_EXERCISE DETAILS_
Every line from the first one in the listing down to the line with "let mut rows = Vec::new();" should be restated word for word.

_SUPPLIED MATERIAL_
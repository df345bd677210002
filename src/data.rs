use crate::error::LoadError;
use serde_json::Value;
use std::collections::HashSet;
use std::io::Read;

/// An in-memory table: trimmed, unique headers and rectangular string rows.
#[derive(Debug, Clone, PartialEq)]
pub struct Dataset {
    pub headers: Vec<String>,
    pub rows: Vec<Vec<String>>,
}

impl Dataset {
    /// Build a dataset, trimming header whitespace and checking the table shape.
    /// Cell values are kept verbatim.
    pub fn new(headers: Vec<String>, rows: Vec<Vec<String>>) -> Result<Self, LoadError> {
        let headers = normalize_headers(headers)?;

        for (idx, row) in rows.iter().enumerate() {
            if row.len() != headers.len() {
                return Err(LoadError::RaggedRow {
                    row: idx + 1,
                    expected: headers.len(),
                    found: row.len(),
                });
            }
        }

        Ok(Self { headers, rows })
    }

    /// Read a headed CSV table from any reader
    pub fn from_csv<R: Read>(reader: R) -> Result<Self, LoadError> {
        let mut csv_reader = csv::ReaderBuilder::new()
            .has_headers(true)
            .from_reader(reader);

        let headers: Vec<String> = csv_reader.headers()?.iter().map(str::to_string).collect();

        let mut rows = Vec::new();
        for record in csv_reader.records() {
            let record = record?;
            rows.push(record.iter().map(str::to_string).collect());
        }

        Self::new(headers, rows)
    }

    /// Create a Dataset from a JSON Array of Objects
    pub fn from_json(value: &Value) -> Result<Self, LoadError> {
        let array = value
            .as_array()
            .ok_or_else(|| LoadError::InvalidJson("input data must be a JSON array of objects".into()))?;

        let Some(first) = array.first() else {
            return Self::new(Vec::new(), Vec::new());
        };

        // Headers come from the first object
        let first_obj = first
            .as_object()
            .ok_or_else(|| LoadError::InvalidJson("items in array must be objects".into()))?;
        let headers: Vec<String> = first_obj.keys().cloned().collect();

        let mut rows = Vec::with_capacity(array.len());
        for (idx, item) in array.iter().enumerate() {
            let obj = item
                .as_object()
                .ok_or_else(|| LoadError::InvalidJson("items in array must be objects".into()))?;

            let mut row = Vec::with_capacity(headers.len());
            for header in &headers {
                let cell = match obj.get(header) {
                    Some(Value::String(s)) => s.clone(),
                    Some(Value::Number(n)) => n.to_string(),
                    Some(Value::Bool(b)) => b.to_string(),
                    Some(Value::Null) | None => String::new(),
                    Some(_) => {
                        return Err(LoadError::BadCell {
                            row: idx + 1,
                            column: header.clone(),
                            detail: "nested JSON values are not supported".into(),
                        })
                    }
                };
                row.push(cell);
            }
            rows.push(row);
        }

        Self::new(headers, rows)
    }

    pub fn len(&self) -> usize {
        self.rows.len()
    }

    pub fn is_empty(&self) -> bool {
        self.rows.is_empty()
    }

    pub fn column_index(&self, name: &str) -> Option<usize> {
        self.headers.iter().position(|h| h == name)
    }

    /// Copy of the dataset without the named column (no-op if absent)
    pub fn without_column(&self, name: &str) -> Self {
        let Some(idx) = self.column_index(name) else {
            return self.clone();
        };

        let mut headers = self.headers.clone();
        headers.remove(idx);
        let rows = self
            .rows
            .iter()
            .map(|row| {
                let mut row = row.clone();
                row.remove(idx);
                row
            })
            .collect();

        Self { headers, rows }
    }
}

fn normalize_headers(headers: Vec<String>) -> Result<Vec<String>, LoadError> {
    let mut seen = HashSet::new();
    let mut normalized = Vec::with_capacity(headers.len());

    for (idx, header) in headers.into_iter().enumerate() {
        let trimmed = header.trim();
        let name = if trimmed.is_empty() {
            format!("Unnamed: {}", idx)
        } else {
            trimmed.to_string()
        };

        if !seen.insert(name.clone()) {
            return Err(LoadError::DuplicateColumn(name));
        }
        normalized.push(name);
    }

    Ok(normalized)
}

_SOLVED PROBLEM_
repository df345bd677210002
filename src/data.rs
use crate::error::LoadError;
use serde_json::Value;
use std::collections::HashSet;
use std::io::Read;

/// An in-memory table: trimmed, unique headers and rectangular string rows.
#[derive(Debug, Clone, PartialEq)]
pub struct Dataset {
    pub headers: Vec<String>,
    pub rows: Vec<Vec<String>>,
}

impl Dataset {
    /// Build a dataset, trimming header whitespace and checking the table shape.
    /// Cell values are kept verbatim.
    pub fn new(headers: Vec<String>, rows: Vec<Vec<String>>) -> Result<Self, LoadError> {
        let headers = normalize_headers(headers)?;

        for (idx, row) in rows.iter().enumerate() {
            if row.len() != headers.len() {
                return Err(LoadError::RaggedRow {
                    row: idx + 1,
                    expected: headers.len(),
                    found: row.len(),
                });
            }
        }

        Ok(Self { headers, rows })
    }

    /// Read a headed CSV table from any reader
    pub fn from_csv<R: Read>(reader: R) -> Result<Self, LoadError> {
        let mut csv_reader = csv::ReaderBuilder::new()
            .has_headers(true)
            .from_reader(reader);

        let headers: Vec<String> = csv_reader.headers()?.iter().map(str::to_string).collect();

        let mut rows = Vec::new();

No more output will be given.